Records from a data source

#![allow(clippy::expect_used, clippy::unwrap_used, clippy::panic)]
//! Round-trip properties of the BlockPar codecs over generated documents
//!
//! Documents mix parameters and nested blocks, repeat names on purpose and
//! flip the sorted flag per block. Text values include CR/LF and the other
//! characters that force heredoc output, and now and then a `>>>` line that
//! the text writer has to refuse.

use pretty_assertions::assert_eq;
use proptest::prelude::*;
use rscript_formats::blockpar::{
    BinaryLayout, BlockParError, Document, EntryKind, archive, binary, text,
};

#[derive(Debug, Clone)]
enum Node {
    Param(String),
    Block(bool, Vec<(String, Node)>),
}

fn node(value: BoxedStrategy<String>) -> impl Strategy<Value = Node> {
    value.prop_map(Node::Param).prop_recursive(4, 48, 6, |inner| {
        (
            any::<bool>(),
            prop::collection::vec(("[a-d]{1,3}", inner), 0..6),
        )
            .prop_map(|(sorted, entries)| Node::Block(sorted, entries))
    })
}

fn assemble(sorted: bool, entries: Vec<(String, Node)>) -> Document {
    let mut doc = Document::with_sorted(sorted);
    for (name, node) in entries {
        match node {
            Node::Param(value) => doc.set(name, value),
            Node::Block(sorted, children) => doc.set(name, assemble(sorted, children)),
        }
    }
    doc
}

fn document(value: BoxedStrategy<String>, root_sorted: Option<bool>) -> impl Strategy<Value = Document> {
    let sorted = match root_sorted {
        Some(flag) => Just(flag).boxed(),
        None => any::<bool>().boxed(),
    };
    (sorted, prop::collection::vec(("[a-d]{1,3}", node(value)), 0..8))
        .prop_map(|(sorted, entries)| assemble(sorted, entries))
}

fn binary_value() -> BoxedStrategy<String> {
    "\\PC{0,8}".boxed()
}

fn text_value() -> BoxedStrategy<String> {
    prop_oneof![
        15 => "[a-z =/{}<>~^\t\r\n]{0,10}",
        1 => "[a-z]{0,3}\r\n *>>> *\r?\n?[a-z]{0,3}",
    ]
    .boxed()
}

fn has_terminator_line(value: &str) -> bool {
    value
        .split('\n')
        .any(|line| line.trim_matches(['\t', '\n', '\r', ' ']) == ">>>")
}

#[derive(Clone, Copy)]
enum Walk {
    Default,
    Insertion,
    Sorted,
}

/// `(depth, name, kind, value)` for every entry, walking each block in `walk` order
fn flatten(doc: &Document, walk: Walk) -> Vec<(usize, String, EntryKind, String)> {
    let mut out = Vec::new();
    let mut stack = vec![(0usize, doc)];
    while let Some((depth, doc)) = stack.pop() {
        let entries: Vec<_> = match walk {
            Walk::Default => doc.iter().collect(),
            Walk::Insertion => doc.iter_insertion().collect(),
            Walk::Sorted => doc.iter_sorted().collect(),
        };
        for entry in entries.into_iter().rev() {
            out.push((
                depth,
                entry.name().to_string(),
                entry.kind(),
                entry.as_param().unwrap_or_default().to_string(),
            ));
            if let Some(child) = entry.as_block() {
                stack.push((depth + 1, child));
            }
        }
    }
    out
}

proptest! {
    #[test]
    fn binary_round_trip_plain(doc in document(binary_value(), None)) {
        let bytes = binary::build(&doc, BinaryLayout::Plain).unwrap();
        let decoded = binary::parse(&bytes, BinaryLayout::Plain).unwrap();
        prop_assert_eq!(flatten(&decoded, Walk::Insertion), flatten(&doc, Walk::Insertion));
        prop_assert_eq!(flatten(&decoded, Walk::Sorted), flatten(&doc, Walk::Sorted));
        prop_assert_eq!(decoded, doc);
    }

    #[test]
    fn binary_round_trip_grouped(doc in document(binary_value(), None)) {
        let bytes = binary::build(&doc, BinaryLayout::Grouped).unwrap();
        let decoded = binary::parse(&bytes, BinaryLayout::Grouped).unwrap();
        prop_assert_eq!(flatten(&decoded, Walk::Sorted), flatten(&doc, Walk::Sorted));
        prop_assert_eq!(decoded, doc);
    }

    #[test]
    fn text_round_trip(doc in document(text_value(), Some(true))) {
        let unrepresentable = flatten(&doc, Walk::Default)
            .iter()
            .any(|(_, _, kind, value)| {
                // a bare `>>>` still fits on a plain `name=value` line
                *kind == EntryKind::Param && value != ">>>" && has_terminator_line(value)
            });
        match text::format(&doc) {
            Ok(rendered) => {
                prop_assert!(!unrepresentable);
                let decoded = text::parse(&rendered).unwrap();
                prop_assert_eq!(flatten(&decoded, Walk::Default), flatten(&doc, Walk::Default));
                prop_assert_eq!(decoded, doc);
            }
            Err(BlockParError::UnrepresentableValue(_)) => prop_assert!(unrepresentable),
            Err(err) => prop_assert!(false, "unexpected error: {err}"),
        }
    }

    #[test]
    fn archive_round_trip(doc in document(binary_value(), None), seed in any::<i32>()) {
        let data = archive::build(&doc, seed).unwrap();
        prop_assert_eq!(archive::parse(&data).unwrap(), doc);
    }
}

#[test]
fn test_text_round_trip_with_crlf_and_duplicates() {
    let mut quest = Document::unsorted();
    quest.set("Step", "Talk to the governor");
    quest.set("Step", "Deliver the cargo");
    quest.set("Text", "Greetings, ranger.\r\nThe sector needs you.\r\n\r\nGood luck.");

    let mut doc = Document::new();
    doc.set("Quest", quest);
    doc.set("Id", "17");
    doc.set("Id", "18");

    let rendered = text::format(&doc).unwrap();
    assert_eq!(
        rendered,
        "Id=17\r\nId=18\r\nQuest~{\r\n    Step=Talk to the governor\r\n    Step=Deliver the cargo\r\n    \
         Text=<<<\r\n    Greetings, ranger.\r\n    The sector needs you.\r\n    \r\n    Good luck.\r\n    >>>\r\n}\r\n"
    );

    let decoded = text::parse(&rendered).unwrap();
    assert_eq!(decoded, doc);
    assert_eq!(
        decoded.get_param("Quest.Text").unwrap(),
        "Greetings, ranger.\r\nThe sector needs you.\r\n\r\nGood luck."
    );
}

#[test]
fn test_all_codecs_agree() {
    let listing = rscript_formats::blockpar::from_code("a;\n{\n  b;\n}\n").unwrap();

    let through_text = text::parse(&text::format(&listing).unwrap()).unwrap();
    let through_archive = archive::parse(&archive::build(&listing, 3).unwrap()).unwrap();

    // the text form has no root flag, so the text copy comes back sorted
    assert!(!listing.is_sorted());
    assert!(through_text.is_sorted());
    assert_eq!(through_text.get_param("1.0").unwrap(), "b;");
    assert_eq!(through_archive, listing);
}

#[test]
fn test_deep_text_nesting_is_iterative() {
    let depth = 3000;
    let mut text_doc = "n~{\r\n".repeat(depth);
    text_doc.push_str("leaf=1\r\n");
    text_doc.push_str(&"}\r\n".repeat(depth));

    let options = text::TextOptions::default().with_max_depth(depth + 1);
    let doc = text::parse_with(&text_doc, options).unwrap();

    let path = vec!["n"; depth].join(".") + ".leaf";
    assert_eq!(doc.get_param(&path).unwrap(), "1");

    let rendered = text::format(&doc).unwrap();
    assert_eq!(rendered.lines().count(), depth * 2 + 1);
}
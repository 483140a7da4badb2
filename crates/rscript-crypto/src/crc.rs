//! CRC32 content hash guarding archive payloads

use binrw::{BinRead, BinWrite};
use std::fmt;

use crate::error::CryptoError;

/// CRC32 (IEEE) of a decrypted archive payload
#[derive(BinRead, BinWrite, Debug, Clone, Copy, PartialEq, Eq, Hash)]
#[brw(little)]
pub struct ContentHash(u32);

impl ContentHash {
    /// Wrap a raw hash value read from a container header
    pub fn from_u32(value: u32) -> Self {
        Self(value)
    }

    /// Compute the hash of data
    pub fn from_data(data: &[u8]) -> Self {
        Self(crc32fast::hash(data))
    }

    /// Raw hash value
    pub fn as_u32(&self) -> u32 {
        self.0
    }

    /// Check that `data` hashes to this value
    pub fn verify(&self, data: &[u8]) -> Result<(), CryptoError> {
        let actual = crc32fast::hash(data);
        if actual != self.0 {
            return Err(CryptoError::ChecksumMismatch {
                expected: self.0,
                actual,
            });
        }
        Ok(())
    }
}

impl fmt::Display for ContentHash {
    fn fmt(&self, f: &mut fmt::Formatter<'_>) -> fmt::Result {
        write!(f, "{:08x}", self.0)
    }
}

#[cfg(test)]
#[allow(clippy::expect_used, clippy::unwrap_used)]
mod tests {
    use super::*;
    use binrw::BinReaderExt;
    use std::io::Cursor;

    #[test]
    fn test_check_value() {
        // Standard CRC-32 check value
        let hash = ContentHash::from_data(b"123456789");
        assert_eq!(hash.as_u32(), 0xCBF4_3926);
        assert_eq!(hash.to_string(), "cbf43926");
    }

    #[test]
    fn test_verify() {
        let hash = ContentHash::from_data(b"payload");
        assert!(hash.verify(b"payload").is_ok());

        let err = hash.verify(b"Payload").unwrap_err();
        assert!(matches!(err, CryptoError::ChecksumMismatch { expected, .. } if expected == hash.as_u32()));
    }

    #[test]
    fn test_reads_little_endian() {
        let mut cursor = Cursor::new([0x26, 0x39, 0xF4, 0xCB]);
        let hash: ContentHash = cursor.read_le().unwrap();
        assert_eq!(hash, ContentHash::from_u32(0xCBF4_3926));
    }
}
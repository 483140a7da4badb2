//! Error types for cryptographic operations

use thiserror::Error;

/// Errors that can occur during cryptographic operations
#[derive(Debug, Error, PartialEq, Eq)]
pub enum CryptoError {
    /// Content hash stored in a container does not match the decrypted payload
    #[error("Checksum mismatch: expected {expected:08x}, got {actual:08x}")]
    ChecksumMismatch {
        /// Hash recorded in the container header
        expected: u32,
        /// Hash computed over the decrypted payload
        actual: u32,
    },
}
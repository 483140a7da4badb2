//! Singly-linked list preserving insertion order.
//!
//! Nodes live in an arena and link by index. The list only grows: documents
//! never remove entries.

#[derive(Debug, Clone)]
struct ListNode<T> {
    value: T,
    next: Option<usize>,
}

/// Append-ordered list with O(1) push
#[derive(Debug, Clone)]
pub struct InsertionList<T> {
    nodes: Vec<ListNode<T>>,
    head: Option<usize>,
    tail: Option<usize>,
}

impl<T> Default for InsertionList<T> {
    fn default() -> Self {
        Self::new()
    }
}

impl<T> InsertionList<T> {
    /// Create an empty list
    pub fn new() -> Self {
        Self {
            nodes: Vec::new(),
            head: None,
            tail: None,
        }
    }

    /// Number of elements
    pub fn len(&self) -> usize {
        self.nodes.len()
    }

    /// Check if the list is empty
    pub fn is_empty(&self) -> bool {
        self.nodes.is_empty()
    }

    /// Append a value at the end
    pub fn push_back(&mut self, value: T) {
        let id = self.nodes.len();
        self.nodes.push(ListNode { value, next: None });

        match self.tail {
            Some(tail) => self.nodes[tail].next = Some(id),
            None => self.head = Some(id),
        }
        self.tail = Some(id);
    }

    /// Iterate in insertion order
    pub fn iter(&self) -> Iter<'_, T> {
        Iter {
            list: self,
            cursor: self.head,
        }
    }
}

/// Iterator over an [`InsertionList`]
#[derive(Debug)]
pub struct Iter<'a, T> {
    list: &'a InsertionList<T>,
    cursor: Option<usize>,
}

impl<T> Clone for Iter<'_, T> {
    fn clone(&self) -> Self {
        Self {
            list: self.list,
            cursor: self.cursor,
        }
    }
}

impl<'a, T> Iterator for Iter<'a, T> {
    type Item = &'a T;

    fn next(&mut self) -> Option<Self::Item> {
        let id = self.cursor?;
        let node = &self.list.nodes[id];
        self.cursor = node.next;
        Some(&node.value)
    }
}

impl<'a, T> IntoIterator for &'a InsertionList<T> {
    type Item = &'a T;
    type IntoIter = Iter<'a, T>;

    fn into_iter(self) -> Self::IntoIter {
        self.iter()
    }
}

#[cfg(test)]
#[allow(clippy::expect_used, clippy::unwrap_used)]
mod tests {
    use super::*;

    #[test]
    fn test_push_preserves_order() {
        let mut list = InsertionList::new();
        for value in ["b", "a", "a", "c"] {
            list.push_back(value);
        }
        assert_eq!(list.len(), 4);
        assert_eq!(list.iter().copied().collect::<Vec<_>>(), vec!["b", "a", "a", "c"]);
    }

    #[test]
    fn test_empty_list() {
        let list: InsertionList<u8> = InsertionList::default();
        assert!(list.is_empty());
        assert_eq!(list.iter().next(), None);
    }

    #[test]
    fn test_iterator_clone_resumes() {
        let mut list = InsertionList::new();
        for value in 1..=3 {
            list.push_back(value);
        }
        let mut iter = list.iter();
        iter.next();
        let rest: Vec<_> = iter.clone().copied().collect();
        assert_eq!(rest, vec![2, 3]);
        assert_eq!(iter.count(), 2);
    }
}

_What is required_
Here the job is to transcribe the lines from the first line of the data through the line containing "on purpose and", inclusive, exactly and with nothing else.

_Answer for the task_
#![allow(clippy::expect_used, clippy::unwrap_used, clippy::panic)]
//! Round-trip properties of the BlockPar codecs over generated documents
//!
//! Documents mix parameters and nested blocks, repeat names on purpose and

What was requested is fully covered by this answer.